The Great Red Dragon and the Woman Clothed with the Sun by William Blake |
The Planned Parenthood stuff has been eating at me, too.
I think in the case of the elected officials and billionaires who back them, we've got a case of human sacrifice to evil gods in exchange for power. I also think of Orwell, as usual: "If you want a picture of the future, imagine a boot stamping on a human face, forever."
As far as supporters go, I think we have two camps: one that sees abortion as a necessary evil and the health care services Planned Parenthood provides as an indispensable good (all of which can be swallowed by deconstructing or rationalizing what the preborn are or by looking the other way), and the Nietzscheans, who basically rank weak, dependent life as inferior to stronger, independent life, and an ideal as mattering more than a person.
In this case, we have the left's version of the right's frequent justification of war: if you want to make an omelet, you have to break a few eggs. In terms of the movement to defund Planned Parenthood, I think their biggest mistake was bring Cecil the Lion into the discussion. They increased the polarization of people who might have been on the verge of converting. I think the videos were eye-opening; it's this stupid memifying effect of Facebook where people rejoice in their rightness and triumph over their enemies' wrongness that really ticks me off.
It's something I'd like to tie to the Sea Devil.
One of the things I love about Catholicism is that we're all sinners, we all have to enter the Church on our knees, and we are all elevated by God the Father's gift and sacrifice of His Son.

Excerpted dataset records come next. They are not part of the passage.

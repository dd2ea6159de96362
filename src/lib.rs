//! AShare Sync - Daily A-share market snapshot synchronization
//!
//! Pulls end-of-day sector rankings, limit-up/down pools and index quotes
//! from an AKTools endpoint on a schedule, gated by the exchange trading
//! calendar, and stores one replaceable partition per dataset and day.

pub mod adapters;
pub mod calendar;
pub mod config;
pub mod control;
pub mod dataset;
pub mod db;
pub mod error;
pub mod provider;
pub mod scheduler;
pub mod services;
pub mod state;
pub mod sync;

use config::AppConfig;
use control::ControlServer;
use state::AppState;
use std::sync::Arc;
use tracing_subscriber::{layer::SubscriberExt, util::SubscriberInitExt};

/// Initialize and run the sync service until Ctrl-C
pub async fn run() -> anyhow::Result<()> {
    // Initialize tracing/logging
    tracing_subscriber::registry()
        .with(
            tracing_subscriber::EnvFilter::try_from_default_env()
                .unwrap_or_else(|_| "ashare_sync_lib=info,tower_http=info".into()),
        )
        .with(tracing_subscriber::fmt::layer())
        .init();

    tracing::info!("Starting AShare Sync...");

    let config = AppConfig::from_env()?;
    let control_config = config.control.clone();
    let state = Arc::new(AppState::new(config)?);
    tracing::info!("Application state initialized");

    if state.scheduler.start().await? {
        tracing::info!("Sync scheduler started");
    }

    let mut server = ControlServer::new(state.clone());
    if control_config.enabled {
        if let Err(e) = server.start(&control_config).await {
            tracing::error!("Failed to start control server: {}", e);
        }
    } else {
        tracing::info!("Control server is disabled");
    }

    tokio::signal::ctrl_c().await?;
    tracing::info!("Shutdown requested, waiting for running syncs");

    state.scheduler.stop().await;
    server.stop().await;

    tracing::info!("AShare Sync stopped");
    Ok(())
}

We've got so many parents who want children and so many kids who are destroyed. I think the right tends to be unjust in not offering up enough support to single mothers, prenatal care, food and medical support, and adoption aid, and the left tends to be unjust in the same freaking way, except they pretend to be sympathetic by saying, "It's okay: we can make the pregnancy go away and offer all sorts of ways of pretending a child isn't a child."
So the right dumps you after you have the kid, and the left dumps the kid and then you after dumping the kid. The left is the more devious: if you look straight at what they are doing, you see the support they are willing to offer women is the extermination of their children.
In my world of paranoia about the ultra powerful, though, I have two thoughts about the right. One is that they need to consistently look like they are fighting abortion and deliberately keep on losing the fight so that they hold onto the Catholic vote indefinitely. The other is the fact that the ultra powerful are currently working on living indefinitely, which means they had to create a gigantic middle class to grow the sort of wealth necessary to fund all the technological advantages they hope to exploit.
And now that America has produced that sort of wealth, they can begin shrinking the middle class again, mainly through college debt. Meanwhile, they have helped rebrand the Nazi-style research necessary to live indefinitely as women's health, nanotech as cancer research, interfaces between human and artificial intelligence as progress, etc. In education, we've had to deemphasize the humanities so nobody has too much attachment to the human experience as we've known it.
The less art, music, and poetry in the world, the less people will value what it means to be human or feel nostalgia about things that exalted the human experience (mainly, God) or that created boundaries around the human experience (mainly, death).